• **Required action**
Give the number of lines in the records below that include the word "Hello", and add nothing to it.

::: Extracted data :::

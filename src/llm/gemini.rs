//! Gemini `generateContent` client.

use std::time::Duration;

use async_trait::async_trait;
use serde::{Deserialize, Serialize};

use super::{LlmError, ReplyGenerator};
use crate::config::LlmConfig;

// ----- Request types -----

#[derive(Debug, Serialize)]
#[serde(rename_all = "camelCase")]
struct GenerateRequest<'a> {
    contents: Vec<Content<'a>>,
    generation_config: GenerationConfig,
}

#[derive(Debug, Serialize)]
struct Content<'a> {
    parts: Vec<Part<'a>>,
}

#[derive(Debug, Serialize)]
struct Part<'a> {
    text: &'a str,
}

#[derive(Debug, Serialize)]
#[serde(rename_all = "camelCase")]
struct GenerationConfig {
    temperature: f32,
    max_output_tokens: u32,
}

// ----- Response types -----

#[derive(Debug, Default, Deserialize)]
#[serde(rename_all = "camelCase")]
struct GenerateResponse {
    #[serde(default)]
    candidates: Vec<Candidate>,
    prompt_feedback: Option<PromptFeedback>,
}

#[derive(Debug, Deserialize)]
struct Candidate {
    content: Option<CandidateContent>,
}

#[derive(Debug, Deserialize)]
struct CandidateContent {
    #[serde(default)]
    parts: Vec<CandidatePart>,
}

#[derive(Debug, Deserialize)]
struct CandidatePart {
    text: Option<String>,
}

#[derive(Debug, Deserialize)]
#[serde(rename_all = "camelCase")]
struct PromptFeedback {
    block_reason: Option<String>,
}

/// Client for a Gemini model.
#[derive(Debug, Clone)]
pub struct GeminiClient {
    client: reqwest::Client,
    config: LlmConfig,
}

impl GeminiClient {
    /// Create a client. Requests are bounded by `config.timeout_secs`.
    pub fn new(config: LlmConfig) -> Self {
        let client = reqwest::Client::builder()
            .timeout(Duration::from_secs(config.timeout_secs))
            .build()
            .unwrap_or_default();
        Self { client, config }
    }

    fn endpoint(&self) -> String {
        format!(
            "{}/v1beta/models/{}:generateContent",
            self.config.base_url.trim_end_matches('/'),
            self.config.model
        )
    }

    fn map_transport_error(&self, e: reqwest::Error) -> LlmError {
        if e.is_timeout() {
            LlmError::Timeout(self.config.timeout_secs)
        } else {
            // Strip the URL, which carries the API key.
            LlmError::Request(e.without_url().to_string())
        }
    }
}

/// Pull the reply text out of a response body.
fn extract_reply(body: GenerateResponse) -> Result<String, LlmError> {
    if let Some(reason) = body.prompt_feedback.and_then(|f| f.block_reason) {
        return Err(LlmError::Blocked(reason));
    }
    body.candidates
        .into_iter()
        .next()
        .and_then(|c| c.content)
        .and_then(|c| c.parts.into_iter().next())
        .and_then(|p| p.text)
        .filter(|t| !t.trim().is_empty())
        .ok_or_else(|| LlmError::InvalidResponse("response has no candidate text".to_owned()))
}

/// Extract an error message from a Gemini error body (`{"error": {"message": ..}}`).
fn extract_error_message(body: &str) -> String {
    serde_json::from_str::<serde_json::Value>(body)
        .ok()
        .and_then(|v| {
            v.pointer("/error/message")
                .and_then(|m| m.as_str())
                .map(String::from)
        })
        .unwrap_or_else(|| body.chars().take(200).collect())
}

#[async_trait]
impl ReplyGenerator for GeminiClient {
    fn name(&self) -> &str {
        &self.config.model
    }

    async fn generate(&self, prompt: &str) -> Result<String, LlmError> {
        if self.config.api_key.is_empty() {
            return Err(LlmError::MissingApiKey);
        }

        let body = GenerateRequest {
            contents: vec![Content {
                parts: vec![Part { text: prompt }],
            }],
            generation_config: GenerationConfig {
                temperature: self.config.temperature,
                max_output_tokens: self.config.max_output_tokens,
            },
        };

        let resp = self
            .client
            .post(self.endpoint())
            .query(&[("key", self.config.api_key.as_str())])
            .json(&body)
            .send()
            .await
            .map_err(|e| self.map_transport_error(e))?;

        let status = resp.status();
        if !status.is_success() {
            let text = resp.text().await.unwrap_or_default();
            return Err(LlmError::Http {
                status: status.as_u16(),
                message: extract_error_message(&text),
            });
        }

        let text = resp.text().await.map_err(|e| self.map_transport_error(e))?;
        let parsed: GenerateResponse = serde_json::from_str(&text)
            .map_err(|e| LlmError::InvalidResponse(e.to_string()))?;
        extract_reply(parsed)
    }
}

#[cfg(test)]
mod tests {
    #![allow(clippy::unwrap_used, clippy::expect_used, clippy::panic)]

    use super::*;
    use serde_json::json;

    fn parse(value: serde_json::Value) -> GenerateResponse {
        serde_json::from_value(value).unwrap()
    }

    #[test]
    fn request_body_shape() {
        let body = GenerateRequest {
            contents: vec![Content {
                parts: vec![Part { text: "Hello" }],
            }],
            generation_config: GenerationConfig {
                temperature: 0.7,
                max_output_tokens: 800,
            },
        };
        let value = serde_json::to_value(&body).unwrap();
        assert_eq!(value["contents"][0]["parts"][0]["text"], "Hello");
        assert_eq!(value["generationConfig"]["maxOutputTokens"], 800);
        assert!(value["generationConfig"]["temperature"].as_f64().unwrap() > 0.69);
    }

    #[test]
    fn extracts_first_candidate_text() {
        let body = parse(json!({
            "candidates": [{"content": {"parts": [{"text": "Hi there!"}], "role": "model"}}]
        }));
        assert_eq!(extract_reply(body).unwrap(), "Hi there!");
    }

    #[test]
    fn block_reason_wins() {
        let body = parse(json!({"promptFeedback": {"blockReason": "SAFETY"}}));
        assert!(matches!(extract_reply(body), Err(LlmError::Blocked(r)) if r == "SAFETY"));
    }

    #[test]
    fn missing_text_is_invalid() {
        let body = parse(json!({"candidates": [{"finishReason": "MAX_TOKENS"}]}));
        assert!(matches!(
            extract_reply(body),
            Err(LlmError::InvalidResponse(_))
        ));
        assert!(matches!(
            extract_reply(GenerateResponse::default()),
            Err(LlmError::InvalidResponse(_))
        ));
    }

    #[test]
    fn endpoint_includes_model() {
        let client = GeminiClient::new(LlmConfig {
            base_url: "http://127.0.0.1:1/".into(),
            ..LlmConfig::default()
        });
        assert_eq!(
            client.endpoint(),
            "http://127.0.0.1:1/v1beta/models/gemini-2.0-flash:generateContent"
        );
    }

    #[tokio::test]
    async fn missing_key_fails_fast() {
        let client = GeminiClient::new(LlmConfig::default());
        assert!(matches!(
            client.generate("hi").await,
            Err(LlmError::MissingApiKey)
        ));
    }

    #[test]
    fn error_message_from_google_body() {
        let body = r#"{"error":{"code":400,"message":"API key not valid","status":"INVALID_ARGUMENT"}}"#;
        assert_eq!(extract_error_message(body), "API key not valid");
    }
}
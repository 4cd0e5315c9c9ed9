//! Sentence-boundary chunking for read mode.
//!
//! Text is cut into sentences (a run of text followed by a run of `.`, `!` or `?`),
//! which are greedily packed into segments of at most `max_len` characters.
//! A sentence longer than `max_len` is packed word by word instead. A single word
//! longer than `max_len` is emitted as its own oversized segment.

/// Default maximum segment length in characters.
pub const DEFAULT_MAX_CHUNK_LEN: usize = 500;

/// Read mode narrates at most this many segments per request.
pub const READ_MODE_MAX_CHUNKS: usize = 5;

/// Split `text` into ordered segments of at most `max_len` characters.
///
/// Text that already fits is returned unchanged as a single segment. Segments are
/// whitespace-trimmed and empty segments are dropped.
pub fn split(text: &str, max_len: usize) -> Vec<String> {
    let max_len = max_len.max(1);
    if char_len(text) <= max_len {
        return vec![text.to_owned()];
    }

    let sentences = sentences(text);
    if sentences.len() <= 1 {
        return pack_words(text, max_len);
    }

    let mut chunks = Vec::new();
    let mut current = String::new();

    for sentence in sentences {
        if char_len(&current) + char_len(sentence) <= max_len {
            current.push_str(sentence);
            continue;
        }

        push_trimmed(&mut chunks, &current);
        current.clear();

        if char_len(sentence) > max_len {
            chunks.extend(pack_words(sentence, max_len));
        } else {
            current.push_str(sentence);
        }
    }
    push_trimmed(&mut chunks, &current);

    chunks
}

/// Cut text into sentences. Concatenating the result reproduces the input exactly;
/// trailing text without a terminator forms the final sentence.
fn sentences(text: &str) -> Vec<&str> {
    let mut out = Vec::new();
    let mut start = 0;
    let mut in_terminators = false;

    for (i, c) in text.char_indices() {
        let is_terminator = matches!(c, '.' | '!' | '?');
        if in_terminators && !is_terminator {
            out.push(&text[start..i]);
            start = i;
        }
        in_terminators = is_terminator;
    }
    if start < text.len() {
        out.push(&text[start..]);
    }
    out
}

/// Greedy word-level packing. Words are re-joined with single spaces.
fn pack_words(text: &str, max_len: usize) -> Vec<String> {
    let mut chunks = Vec::new();
    let mut current = String::new();

    for word in text.split_whitespace() {
        if current.is_empty() {
            current.push_str(word);
        } else if char_len(&current) + 1 + char_len(word) <= max_len {
            current.push(' ');
            current.push_str(word);
        } else {
            chunks.push(std::mem::take(&mut current));
            current.push_str(word);
        }
    }
    if !current.is_empty() {
        chunks.push(current);
    }
    chunks
}

fn push_trimmed(chunks: &mut Vec<String>, segment: &str) {
    let trimmed = segment.trim();
    if !trimmed.is_empty() {
        chunks.push(trimmed.to_owned());
    }
}

fn char_len(s: &str) -> usize {
    s.chars().count()
}
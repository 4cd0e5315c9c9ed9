//! Gemini Contract Tests
//!
//! Verify the `generateContent` wire format and how each upstream outcome maps
//! to a reply or a canned substitute.

use avatar_relay::config::LlmConfig;
use avatar_relay::llm::{self, GeminiClient, LlmError, ReplyGenerator};
use serde_json::json;
use wiremock::matchers::{body_partial_json, method, path, query_param};
use wiremock::{Mock, MockServer, ResponseTemplate};

const GENERATE_PATH: &str = "/v1beta/models/gemini-2.0-flash:generateContent";

fn client(server: &MockServer) -> GeminiClient {
    GeminiClient::new(LlmConfig {
        base_url: server.uri(),
        api_key: "test-key".into(),
        ..LlmConfig::default()
    })
}

fn reply_body(text: &str) -> serde_json::Value {
    json!({
        "candidates": [{
            "content": {"parts": [{"text": text}], "role": "model"},
            "finishReason": "STOP"
        }]
    })
}

#[tokio::test]
async fn test_request_carries_prompt_config_and_key() {
    let server = MockServer::start().await;

    Mock::given(method("POST"))
        .and(path(GENERATE_PATH))
        .and(query_param("key", "test-key"))
        .and(body_partial_json(json!({
            "contents": [{"parts": [{"text": "Hello there"}]}],
            "generationConfig": {"maxOutputTokens": 800}
        })))
        .respond_with(ResponseTemplate::new(200).set_body_json(reply_body("Hi! How can I help?")))
        .expect(1)
        .mount(&server)
        .await;

    let reply = client(&server).generate("Hello there").await;
    assert_eq!(reply.unwrap(), "Hi! How can I help?");
}

#[tokio::test]
async fn test_blocked_prompt_maps_to_blocked_reply() {
    let server = MockServer::start().await;

    Mock::given(method("POST"))
        .and(path(GENERATE_PATH))
        .respond_with(
            ResponseTemplate::new(200)
                .set_body_json(json!({"promptFeedback": {"blockReason": "SAFETY"}})),
        )
        .mount(&server)
        .await;

    let client = client(&server);
    let err = client.generate("something rude").await.unwrap_err();
    assert!(matches!(err, LlmError::Blocked(ref r) if r == "SAFETY"));
    assert_eq!(llm::respond(&client, "something rude").await, llm::REPLY_BLOCKED);
}

#[tokio::test]
async fn test_server_error_maps_to_unreachable_reply() {
    let server = MockServer::start().await;

    Mock::given(method("POST"))
        .and(path(GENERATE_PATH))
        .respond_with(ResponseTemplate::new(500).set_body_json(json!({
            "error": {"code": 500, "message": "Internal error encountered.", "status": "INTERNAL"}
        })))
        .mount(&server)
        .await;

    let client = client(&server);
    match client.generate("hi").await {
        Err(LlmError::Http { status, message }) => {
            assert_eq!(status, 500);
            assert_eq!(message, "Internal error encountered.");
        }
        other => panic!("expected Http error, got {other:?}"),
    }
    assert_eq!(llm::respond(&client, "hi").await, llm::REPLY_UNREACHABLE);
}

#[tokio::test]
async fn test_malformed_body_maps_to_unexpected_reply() {
    let server = MockServer::start().await;

    Mock::given(method("POST"))
        .and(path(GENERATE_PATH))
        .respond_with(ResponseTemplate::new(200).set_body_string("not json at all"))
        .mount(&server)
        .await;

    let client = client(&server);
    assert!(matches!(
        client.generate("hi").await,
        Err(LlmError::InvalidResponse(_))
    ));
    assert_eq!(llm::respond(&client, "hi").await, llm::REPLY_UNEXPECTED);
}

#[tokio::test]
async fn test_empty_candidates_map_to_unexpected_reply() {
    let server = MockServer::start().await;

    Mock::given(method("POST"))
        .and(path(GENERATE_PATH))
        .respond_with(ResponseTemplate::new(200).set_body_json(json!({"candidates": []})))
        .mount(&server)
        .await;

    assert_eq!(llm::respond(&client(&server), "hi").await, llm::REPLY_UNEXPECTED);
}

#[tokio::test]
async fn test_unreachable_host_maps_to_unreachable_reply() {
    let client = GeminiClient::new(LlmConfig {
        base_url: "http://127.0.0.1:1".into(),
        api_key: "test-key".into(),
        timeout_secs: 2,
        ..LlmConfig::default()
    });
    let err = client.generate("hi").await.unwrap_err();
    assert!(matches!(err, LlmError::Request(_) | LlmError::Timeout(_)));
    assert!(!err.to_string().contains("test-key"));
    assert_eq!(err.fallback_reply(), llm::REPLY_UNREACHABLE);
}

/// Serve one response whose body stops short of its declared length.
async fn truncated_body_server() -> String {
    use tokio::io::{AsyncReadExt, AsyncWriteExt};

    let listener = tokio::net::TcpListener::bind("127.0.0.1:0").await.unwrap();
    let addr = listener.local_addr().unwrap();
    tokio::spawn(async move {
        let (mut socket, _) = listener.accept().await.unwrap();
        let mut request = Vec::new();
        let mut buf = [0u8; 4096];
        loop {
            let n = socket.read(&mut buf).await.unwrap();
            if n == 0 {
                return;
            }
            request.extend_from_slice(&buf[..n]);
            let text = String::from_utf8_lossy(&request).to_string();
            if let Some(split) = text.find("\r\n\r\n") {
                let body_len = text[..split]
                    .lines()
                    .find_map(|l| {
                        let (name, value) = l.split_once(':')?;
                        name.eq_ignore_ascii_case("content-length")
                            .then(|| value.trim().parse::<usize>().ok())
                            .flatten()
                    })
                    .unwrap_or(0);
                if request.len() >= split + 4 + body_len {
                    break;
                }
            }
        }
        socket
            .write_all(
                b"HTTP/1.1 200 OK\r\ncontent-type: application/json\r\ncontent-length: 4096\r\n\r\n{\"candidates\": [",
            )
            .await
            .unwrap();
        socket.flush().await.unwrap();
        socket.shutdown().await.unwrap();
    });
    format!("http://{addr}")
}

#[tokio::test]
async fn test_body_cut_off_mid_read_maps_to_unreachable_reply() {
    let client = GeminiClient::new(LlmConfig {
        base_url: truncated_body_server().await,
        api_key: "test-key".into(),
        timeout_secs: 5,
        ..LlmConfig::default()
    });

    let err = client.generate("hi").await.unwrap_err();
    assert!(matches!(err, LlmError::Request(_) | LlmError::Timeout(_)), "{err:?}");
    assert!(!err.to_string().contains("test-key"));
    assert_eq!(err.fallback_reply(), llm::REPLY_UNREACHABLE);
}
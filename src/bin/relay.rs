//! Avatar relay HTTP server.

use std::path::PathBuf;
use std::sync::Arc;

use avatar_relay::diagnostics::ToolInventory;
use avatar_relay::lipsync::{PhonemeRecognizer, RhubarbRecognizer};
use avatar_relay::media::MediaTools;
use avatar_relay::{AppState, Relay, RelayConfig, RelayServer};
use clap::Parser;
use tracing::info;
use tracing_subscriber::EnvFilter;

/// Relay chat messages to an LLM and answer with speech and lip-sync cues.
#[derive(Parser)]
#[command(name = "avatar-relay", version, about)]
struct Cli {
    /// Path to TOML configuration file.
    #[arg(short, long, env = "AVATAR_RELAY_CONFIG")]
    config: Option<PathBuf>,

    /// Address to bind.
    #[arg(long)]
    host: Option<String>,

    /// Port to bind.
    #[arg(short, long)]
    port: Option<u16>,

    /// Print the effective configuration as TOML, API keys masked, and exit.
    #[arg(long)]
    print_config: bool,
}

fn load_config(cli: &Cli) -> anyhow::Result<RelayConfig> {
    let mut config = match &cli.config {
        Some(path) => RelayConfig::from_file(path)?,
        None => {
            let path = RelayConfig::default_config_path();
            if path.is_file() {
                info!(path = %path.display(), "loading config");
                RelayConfig::from_file(&path)?
            } else {
                RelayConfig::default()
            }
        }
    };
    config.apply_env_overrides();
    if let Some(host) = &cli.host {
        config.server.host = host.clone();
    }
    if let Some(port) = cli.port {
        config.server.port = port;
    }
    Ok(config)
}

#[tokio::main]
async fn main() -> anyhow::Result<()> {
    dotenvy::dotenv().ok();

    tracing_subscriber::fmt()
        .with_env_filter(
            EnvFilter::try_from_default_env()
                .unwrap_or_else(|_| EnvFilter::new("avatar_relay=info,tower_http=info")),
        )
        .init();

    let cli = Cli::parse();
    let config = load_config(&cli)?;

    if cli.print_config {
        print!("{}", config.redacted().to_toml()?);
        return Ok(());
    }

    if config.llm.api_key.is_empty() {
        tracing::warn!("GEMINI_API_KEY not set, chat replies will be canned");
    }

    tokio::fs::create_dir_all(&config.storage.work_dir).await?;

    let media = Arc::new(MediaTools::discover(&config.media));
    let rhubarb = RhubarbRecognizer::discover(&config.lipsync);
    let tools = ToolInventory::from_discovery(&media, rhubarb.as_ref());
    tools.log_summary();

    let recognizer = rhubarb.map(|r| Arc::new(r) as Arc<dyn PhonemeRecognizer>);
    let relay = Relay::from_config(&config, media, recognizer);
    info!(providers = ?relay.speech().provider_names(), "speech chain ready");

    let state = AppState::new(relay, config.voice_catalog(), tools);
    let server = RelayServer::start(&config.server, state).await?;

    tokio::signal::ctrl_c().await?;
    info!(addr = %server.addr(), "shutting down");
    server.shutdown();
    Ok(())
}
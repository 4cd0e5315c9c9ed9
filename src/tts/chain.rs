//! Ordered provider chain with a terminal silent clip.

use std::path::Path;
use std::sync::Arc;
use std::sync::atomic::{AtomicU32, Ordering};

use super::{
    AudioFormat, ResponsiveVoiceProvider, SilenceProvider, SpeechProvider, SpeechRequest,
    SynthesizedAudio, TtsError, VoicevoxProvider,
};
use crate::config::{TtsConfig, TtsProviderKind};
use crate::media::MediaTools;

/// Audio produced by the chain, tagged with the provider that made it.
#[derive(Debug, Clone, PartialEq, Eq)]
pub struct SynthesizedSpeech {
    /// Encoded bytes. Never empty.
    pub bytes: Vec<u8>,
    /// Container format of `bytes`.
    pub format: AudioFormat,
    /// Name of the provider that produced the audio.
    pub provider: String,
}

/// Tries each provider in order until one returns usable audio.
///
/// A provider fails on error, on exceeding its timeout, or on returning fewer than
/// `min_audio_bytes` bytes. When every provider fails the silence provider renders
/// a placeholder clip.
pub struct SpeechChain {
    providers: Vec<Arc<dyn SpeechProvider>>,
    silence: SilenceProvider,
    min_audio_bytes: usize,
    /// Count of requests answered with silence (for observability).
    silence_count: AtomicU32,
}

impl SpeechChain {
    /// Create a chain from explicit providers.
    pub fn new(
        providers: Vec<Arc<dyn SpeechProvider>>,
        silence: SilenceProvider,
        min_audio_bytes: usize,
    ) -> Self {
        Self {
            providers,
            silence,
            min_audio_bytes,
            silence_count: AtomicU32::new(0),
        }
    }

    /// Build the chain described by `config`.
    pub fn from_config(config: &TtsConfig, media: Arc<MediaTools>) -> Self {
        let providers = config
            .providers
            .iter()
            .map(|kind| -> Arc<dyn SpeechProvider> {
                match kind {
                    TtsProviderKind::Voicevox => {
                        Arc::new(VoicevoxProvider::new(config.voicevox.clone()))
                    }
                    TtsProviderKind::ResponsiveVoice => {
                        Arc::new(ResponsiveVoiceProvider::new(config.responsive_voice.clone()))
                    }
                }
            })
            .collect();
        Self::new(
            providers,
            SilenceProvider::new(media, config.silence_seconds),
            config.min_audio_bytes,
        )
    }

    /// Provider names in the order they are tried, ending with `silence`.
    pub fn provider_names(&self) -> Vec<String> {
        self.providers
            .iter()
            .map(|p| p.name().to_owned())
            .chain(std::iter::once(self.silence.name().to_owned()))
            .collect()
    }

    /// Number of times the chain fell through to silence.
    pub fn silence_count(&self) -> u32 {
        self.silence_count.load(Ordering::Relaxed)
    }

    /// Synthesize `request`, always returning non-empty audio.
    pub async fn synthesize(&self, request: &SpeechRequest, scratch: &Path) -> SynthesizedSpeech {
        for provider in &self.providers {
            let started = std::time::Instant::now();
            match self.attempt(provider.as_ref(), request, scratch).await {
                Ok(audio) => {
                    tracing::info!(
                        provider = provider.name(),
                        bytes = audio.bytes.len(),
                        elapsed_ms = started.elapsed().as_millis() as u64,
                        "speech synthesized"
                    );
                    return SynthesizedSpeech {
                        bytes: audio.bytes,
                        format: audio.format,
                        provider: provider.name().to_owned(),
                    };
                }
                Err(e) => {
                    tracing::warn!(
                        provider = provider.name(),
                        error = %e,
                        elapsed_ms = started.elapsed().as_millis() as u64,
                        "speech provider failed, trying next"
                    );
                }
            }
        }

        self.silence_count.fetch_add(1, Ordering::Relaxed);
        tracing::warn!("all speech providers failed, using silent placeholder");
        let audio = self.silence.render(scratch).await;
        SynthesizedSpeech {
            bytes: audio.bytes,
            format: audio.format,
            provider: self.silence.name().to_owned(),
        }
    }

    async fn attempt(
        &self,
        provider: &dyn SpeechProvider,
        request: &SpeechRequest,
        scratch: &Path,
    ) -> Result<SynthesizedAudio, TtsError> {
        let audio = match provider.timeout() {
            Some(limit) => tokio::time::timeout(limit, provider.synthesize(request, scratch))
                .await
                .map_err(|_| TtsError::Timeout(limit))??,
            None => provider.synthesize(request, scratch).await?,
        };
        if audio.bytes.len() < self.min_audio_bytes {
            return Err(TtsError::PayloadTooSmall {
                len: audio.bytes.len(),
                min: self.min_audio_bytes,
            });
        }
        if AudioFormat::detect(&audio.bytes).is_none() {
            return Err(TtsError::InvalidResponse(format!(
                "{} returned {} bytes that are neither MP3 nor WAV",
                provider.name(),
                audio.bytes.len()
            )));
        }
        Ok(audio)
    }
}

impl std::fmt::Debug for SpeechChain {
    fn fmt(&self, f: &mut std::fmt::Formatter<'_>) -> std::fmt::Result {
        f.debug_struct("SpeechChain")
            .field("providers", &self.provider_names())
            .field("min_audio_bytes", &self.min_audio_bytes)
            .field("silence_count", &self.silence_count())
            .finish()
    }
}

:::

• **Task output**
4